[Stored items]
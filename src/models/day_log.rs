use super::snapshot::VisualLogData;
use super::status_change::StatusChange;
use crate::core::certification::LogStatus;
use chrono::{DateTime, NaiveDate, Utc};
use serde::{Deserialize, Serialize};

/// Daily log record as exchanged with the record service
/// (⇔ `log_sheets` row plus its `status_changes`).
#[derive(Debug, Clone, PartialEq, Serialize, Deserialize)]
pub struct DayLogRecord {
    pub id: i64,
    pub trip: i64,
    pub date: NaiveDate,
    pub status: LogStatus,
    #[serde(default)]
    pub vehicle_number: String,
    #[serde(default)]
    pub trailer_number: String,
    #[serde(default)]
    pub visual_log_data: VisualLogData,
    #[serde(default)]
    pub status_changes: Vec<StatusChange>,
    #[serde(default)]
    pub certified_at: Option<DateTime<Utc>>,
}

impl DayLogRecord {
    pub fn date_str(&self) -> String {
        self.date.format("%Y-%m-%d").to_string()
    }
}
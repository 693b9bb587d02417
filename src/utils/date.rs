use crate::errors::{AppError, AppResult};
use chrono::NaiveDate;

pub fn today() -> NaiveDate {
    chrono::Local::now().date_naive()
}

/// Parse a `YYYY-MM-DD` command-line date; `today` is accepted as well.
pub fn parse_date(s: &str) -> AppResult<NaiveDate> {
    let s = s.trim();
    if s.eq_ignore_ascii_case("today") {
        return Ok(today());
    }
    NaiveDate::parse_from_str(s, "%Y-%m-%d").map_err(|_| AppError::InvalidDate(s.to_string()))
}

/// `Mon 2025-03-03`
pub fn weekday_label(d: NaiveDate) -> String {
    d.format("%a %Y-%m-%d").to_string()
}
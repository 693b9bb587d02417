use crate::cli::parser::Commands;
use crate::config::Config;
use crate::errors::AppResult;
use crate::gateway;
use crate::ui::messages::{info, success, warning};

use std::io::{self, Write};

/// Ask a yes/no confirmation from the user
fn ask_confirmation(prompt: &str) -> bool {
    warning(prompt);
    print!("Confirm [y/N]: ");
    let _ = io::stdout().flush();

    let mut s = String::new();
    if io::stdin().read_line(&mut s).is_ok() {
        matches!(s.trim().to_lowercase().as_str(), "y" | "yes")
    } else {
        false
    }
}

pub async fn handle(cmd: &Commands, cfg: &Config) -> AppResult<()> {
    if let Commands::Del { id, yes } = cmd {
        let gw = gateway::connect(cfg)?;
        let record = gw.fetch_log(*id).await?;

        let prompt = format!(
            "Delete log #{} ({}, trip #{})? This action is irreversible.",
            id,
            record.date_str(),
            record.trip
        );
        if !*yes && !ask_confirmation(&prompt) {
            info("Operation cancelled.");
            return Ok(());
        }

        gw.delete_log(*id).await?;
        success(format!("Log #{} for {} has been deleted.", id, record.date_str()));
    }

    Ok(())
}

TASK DETAILS - Every line in the data above that contains "today" needs to be copied.

THE ANSWER -
pub fn today() -> NaiveDate {
/// Parse a `YYYY-MM-DD` command-line date; `today` is accepted as well.
    if s.eq_ignore_ascii_case("today") {
        return Ok(today());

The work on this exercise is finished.